(Dataset records)

//! Scene management on top of a Bevy ECS `World`

mod behaviour;
mod camera;
mod render_component;
mod transform;

pub use behaviour::*;
pub use camera::*;
pub use render_component::*;
pub use transform::*;

use crate::gl::GlContext;
use crate::input::InputState;
use bevy_ecs::prelude::*;

/// Human-readable entity name
#[derive(Component, Debug, Clone, PartialEq, Eq)]
pub struct Name(pub String);

impl Name {
    pub fn as_str(&self) -> &str {
        &self.0
    }
}

/// Entities, their components and the primary camera
pub struct Scene {
    world: World,
    primary_camera: Option<Entity>,
}

impl Default for Scene {
    fn default() -> Self {
        Self::new()
    }
}

impl Scene {
    pub fn new() -> Self {
        Self {
            world: World::new(),
            primary_camera: None,
        }
    }

    /// Spawn an entity with a `Name` and an identity `Transform`
    pub fn spawn(&mut self, name: &str) -> Entity {
        let entity = self
            .world
            .spawn((Name(name.to_string()), Transform::default()))
            .id();
        log::trace!("Spawned entity {:?} '{}'", entity, name);
        entity
    }

    /// Add or replace a component. Returns false for a dead entity.
    pub fn insert<C: Component>(&mut self, entity: Entity, component: C) -> bool {
        if !self.world.entities().contains(entity) {
            return false;
        }
        self.world.entity_mut(entity).insert(component);
        true
    }

    pub fn get<C: Component>(&self, entity: Entity) -> Option<&C> {
        self.world.get::<C>(entity)
    }

    pub fn get_mut<C: Component>(&mut self, entity: Entity) -> Option<Mut<'_, C>> {
        self.world.get_mut::<C>(entity)
    }

    /// Despawn an entity, disposing its camera framebuffer if it has one
    pub fn despawn(&mut self, ctx: &GlContext, entity: Entity) -> bool {
        if let Some(mut camera) = self.world.get_mut::<Camera>(entity) {
            camera.release_render_target(ctx);
        }
        if self.primary_camera == Some(entity) {
            self.primary_camera = None;
        }
        self.world.despawn(entity)
    }

    /// First entity with the given name
    pub fn find(&mut self, name: &str) -> Option<Entity> {
        let mut query = self.world.query::<(Entity, &Name)>();
        query
            .iter(&self.world)
            .find(|(_, n)| n.as_str() == name)
            .map(|(entity, _)| entity)
    }

    /// Make `entity` the camera frames are rendered from.
    /// Returns false when it has no `Camera`.
    pub fn set_primary_camera(&mut self, entity: Entity) -> bool {
        if self.world.get::<Camera>(entity).is_none() {
            log::warn!("Entity {:?} has no camera, primary camera unchanged", entity);
            return false;
        }
        self.primary_camera = Some(entity);
        true
    }

    pub fn primary_camera(&self) -> Option<Entity> {
        self.primary_camera
    }

    pub fn cameras(&mut self) -> Vec<Entity> {
        let mut query = self.world.query_filtered::<Entity, With<Camera>>();
        query.iter(&self.world).collect()
    }

    /// Recompute the cached matrices of every transform and camera
    pub fn update_transforms(&mut self) {
        let mut query = self.world.query::<&mut Transform>();
        for mut transform in query.iter_mut(&mut self.world) {
            transform.update_matrices();
        }
        let mut cameras = self.world.query::<&mut Camera>();
        for mut camera in cameras.iter_mut(&mut self.world) {
            camera.update_view_matrix();
            camera.update_projection_matrix();
        }
    }

    /// Run every entity's behaviours for one frame
    pub fn update_behaviours(&mut self, delta: f32, time: f32, input: &InputState) {
        let entities: Vec<Entity> = {
            let mut query = self.world.query_filtered::<Entity, With<Behaviours>>();
            query.iter(&self.world).collect()
        };

        for entity in entities {
            // Detach the list so behaviours can borrow the transform mutably
            let Some(mut attached) = self.world.get_mut::<Behaviours>(entity) else {
                continue;
            };
            let mut behaviours = std::mem::take(&mut *attached);

            {
                let mut transform = self.world.get_mut::<Transform>(entity);
                let mut ctx = BehaviourContext {
                    entity,
                    transform: transform.as_deref_mut(),
                    delta,
                    time,
                    input,
                };
                behaviours.run(&mut ctx);
            }

            if let Some(mut attached) = self.world.get_mut::<Behaviours>(entity) {
                *attached = behaviours;
            }
        }
    }

    /// Dispose every camera framebuffer
    pub fn release(&mut self, ctx: &GlContext) {
        let mut query = self.world.query::<&mut Camera>();
        for mut camera in query.iter_mut(&mut self.world) {
            camera.release_render_target(ctx);
        }
    }

    pub fn world(&self) -> &World {
        &self.world
    }

    pub fn world_mut(&mut self) -> &mut World {
        &mut self.world
    }
}

#[cfg(test)]
mod tests {
    use super::*;
    use crate::gl::HeadlessDevice;
    use glam::Vec3;

    struct Spin;

    impl Behaviour for Spin {
        fn update(&mut self, ctx: &mut BehaviourContext) {
            if let Some(transform) = ctx.transform.as_deref_mut() {
                transform.translate(Vec3::Y * ctx.delta);
            }
        }
    }

    #[test]
    fn test_spawn_and_find() {
        let mut scene = Scene::new();
        let cube = scene.spawn("cube");
        scene.spawn("floor");
        assert_eq!(scene.find("cube"), Some(cube));
        assert_eq!(scene.find("missing"), None);
        assert!(scene.get::<Transform>(cube).is_some());
    }

    #[test]
    fn test_primary_camera_requires_camera() {
        let mut scene = Scene::new();
        let entity = scene.spawn("not a camera");
        assert!(!scene.set_primary_camera(entity));
        assert_eq!(scene.primary_camera(), None);

        scene.insert(entity, Camera::default());
        assert!(scene.set_primary_camera(entity));
        assert_eq!(scene.primary_camera(), Some(entity));
        assert_eq!(scene.cameras(), vec![entity]);
    }

    #[test]
    fn test_despawn_clears_primary_camera() {
        let ctx = GlContext::new(HeadlessDevice::new());
        let mut scene = Scene::new();
        let camera = scene.spawn("camera");
        scene.insert(camera, Camera::default());
        scene.set_primary_camera(camera);

        assert!(scene.despawn(&ctx, camera));
        assert_eq!(scene.primary_camera(), None);
        assert!(!scene.despawn(&ctx, camera));
        assert!(!scene.insert(camera, Name("ghost".to_string())));
    }

    #[test]
    fn test_behaviours_update_transform() {
        let mut scene = Scene::new();
        let entity = scene.spawn("spinner");
        scene.insert(entity, Behaviours::new().with(Spin));

        scene.update_behaviours(0.25, 0.25, &InputState::new());
        scene.update_behaviours(0.25, 0.5, &InputState::new());

        let transform = scene.get::<Transform>(entity).unwrap();
        assert_eq!(transform.position, Vec3::new(0.0, 0.5, 0.0));
        assert_eq!(scene.get::<Behaviours>(entity).map(|b| b.len()), Some(1));
    }

    #[test]
    fn test_update_transforms_refreshes_cameras() {
        let mut scene = Scene::new();
        let entity = scene.spawn("camera");
        scene.insert(entity, Camera::default());
        let before = scene.get::<Camera>(entity).map(|c| c.view_matrix());

        if let Some(mut camera) = scene.get_mut::<Camera>(entity) {
            camera.translate(Vec3::new(0.0, 0.0, 2.0));
        }
        assert_eq!(scene.get::<Camera>(entity).map(|c| c.view_matrix()), before);

        scene.update_transforms();
        let camera = scene.get::<Camera>(entity).unwrap();
        assert!(camera.target().abs_diff_eq(Vec3::new(0.0, 0.0, 1.0), 1e-6));
    }
}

_What the exercise asks_. All that belongs in the answer is the lines from the start of the entries above through the line containing "use crate::input::InputState;", each given exactly.

_Solution to the problem_.
//! Scene management on top of a Bevy ECS `World`

mod behaviour;
mod camera;
mod render_component;
mod transform;

pub use behaviour::*;
pub use camera::*;
pub use render_component::*;
pub use transform::*;

use crate::gl::GlContext;
use crate::input::InputState;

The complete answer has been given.